Let $G$ be a connected graph with $V$ vertices and let say I have an adjacency matrix of order $N$, how can I make sum of each column even?

Like I have a graph with $4$ vertices and $4$ edges as

$\begin{bmatrix}0 & 1 & 0 &0 \\
0 & 0 & 1 & 0\\
0 & 0 & 0 & 1 \\
1 & 0 & 0 & 0 \end{bmatrix}$

And I want to convert it like this,

$\begin{bmatrix}0 & 0 & 0 &0 \\
1 & 0 & 1 & 0\\
0 & 0 & 0 & 0\\
1 & 0 & 1 & 0 \end{bmatrix}$

For reference, if $i^{th}$ element of the $j^{th}$ row is $1$ then the edge is directed from $j$ to $i$.

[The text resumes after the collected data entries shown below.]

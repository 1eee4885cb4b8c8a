//! Resource Manager: network interfaces, public IPs, virtual networks,
//! security groups and load balancers.
//!
//! All of these are listed subscription-wide. ARM nests most fields under a
//! `properties` object, and the models keep that shape.

use serde::{Deserialize, Serialize};
use serde_json::Value;
use tracing::instrument;

use cloudgraph_shared::Result;

use crate::{Api, AzureClient, SubResource, Tags};

const NETWORK_API_VERSION: &str = "2020-05-01";

// ---------------------------------------------------------------------------
// Models
// ---------------------------------------------------------------------------

#[derive(Debug, Clone, Default, PartialEq, Serialize, Deserialize)]
#[serde(default)]
pub struct Sku {
    #[serde(skip_serializing_if = "Option::is_none")]
    pub name: Option<String>,
    #[serde(skip_serializing_if = "Option::is_none")]
    pub tier: Option<String>,
}

#[derive(Debug, Clone, Default, PartialEq, Serialize, Deserialize)]
#[serde(default, rename_all = "camelCase")]
pub struct PublicIpAddressProperties {
    #[serde(skip_serializing_if = "Option::is_none")]
    pub ip_address: Option<String>,
    #[serde(rename = "publicIPAllocationMethod", skip_serializing_if = "Option::is_none")]
    pub public_ip_allocation_method: Option<String>,
    #[serde(rename = "publicIPAddressVersion", skip_serializing_if = "Option::is_none")]
    pub public_ip_address_version: Option<String>,
    #[serde(skip_serializing_if = "Option::is_none")]
    pub resource_guid: Option<String>,
    #[serde(skip_serializing_if = "Option::is_none")]
    pub provisioning_state: Option<String>,
}
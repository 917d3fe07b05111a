// SPDX-FileCopyrightText: Copyright (c) 2017-2024 slowtec GmbH <post@slowtec.de>
// SPDX-License-Identifier: MIT OR Apache-2.0

//! Short-lived cache of raw register replies.

use std::time::Duration;

use dashmap::DashMap;
use tokio::time::Instant;

use crate::{
    bytes::Bytes,
    frame::{Address, FunctionCode, Quantity, UnitId},
};

/// Default validity of a cached reply.
pub const CACHE_TTL: Duration = Duration::from_secs(1);

/// Identifies a read request independent of the connection that sent it.
#[derive(Debug, Clone, Copy, PartialEq, Eq, Hash)]
pub struct Fingerprint {
    pub unit: UnitId,
    pub address: Address,
    pub quantity: Quantity,
    pub function: FunctionCode,
}

impl Fingerprint {
    #[must_use]
    pub const fn new(
        unit: UnitId,
        address: Address,
        quantity: Quantity,
        function: FunctionCode,
    ) -> Self {
        Self {
            unit,
            address,
            quantity,
            function,
        }
    }
}

#[derive(Debug)]
struct CacheEntry {
    response: Bytes,
    recorded_at: Instant,
}

/// Replies are overwritten by the next successful read and never evicted.
///
/// Safe for concurrent use without any outer lock.
#[derive(Debug)]
pub struct ResponseCache {
    entries: DashMap<Fingerprint, CacheEntry>,
    ttl: Duration,
}

impl Default for ResponseCache {
    fn default() -> Self {
        Self::with_ttl(CACHE_TTL)
    }
}

impl ResponseCache {
    #[must_use]
    pub fn new() -> Self {
        Self::default()
    }

    #[must_use]
    pub fn with_ttl(ttl: Duration) -> Self {
        Self {
            entries: DashMap::new(),
            ttl,
        }
    }

    #[must_use]
    pub fn ttl(&self) -> Duration {
        self.ttl
    }

    /// Returns the cached reply if it was recorded less than `ttl` ago.
    #[must_use]
    pub fn lookup(&self, fingerprint: &Fingerprint) -> Option<Bytes> {
        let entry = self.entries.get(fingerprint)?;
        if entry.recorded_at.elapsed() < self.ttl {
            Some(entry.response.clone())
        } else {
            None
        }
    }

    pub fn store(&self, fingerprint: Fingerprint, response: Bytes) {
        self.entries.insert(
            fingerprint,
            CacheEntry {
                response,
                recorded_at: Instant::now(),
            },
        );
    }

    /// Number of entries, including stale ones.
    #[must_use]
    pub fn len(&self) -> usize {
        self.entries.len()
    }

    #[must_use]
    pub fn is_empty(&self) -> bool {
        self.entries.is_empty()
    }
}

You can reverse any edge between two vertices such that the graph remains connected. And the adjacency matrix's indexing starts from 1 rather than from 0.

Best Answer

As mentioned in the comments, this depends on what operations you allow, because you are clearly allowing your underlying graph to change --- the graph after your transformation isn't isomorphic to the first graph.

For your first matrix, you have the following graph:

First graph

For your second matrix, you have the following:

Second graph

Taken as directed graphs, these are not isomorphic (however, if you relax them to merely undirected, they are). As such, it's difficult to determine what operations you're allowing as legal transformations.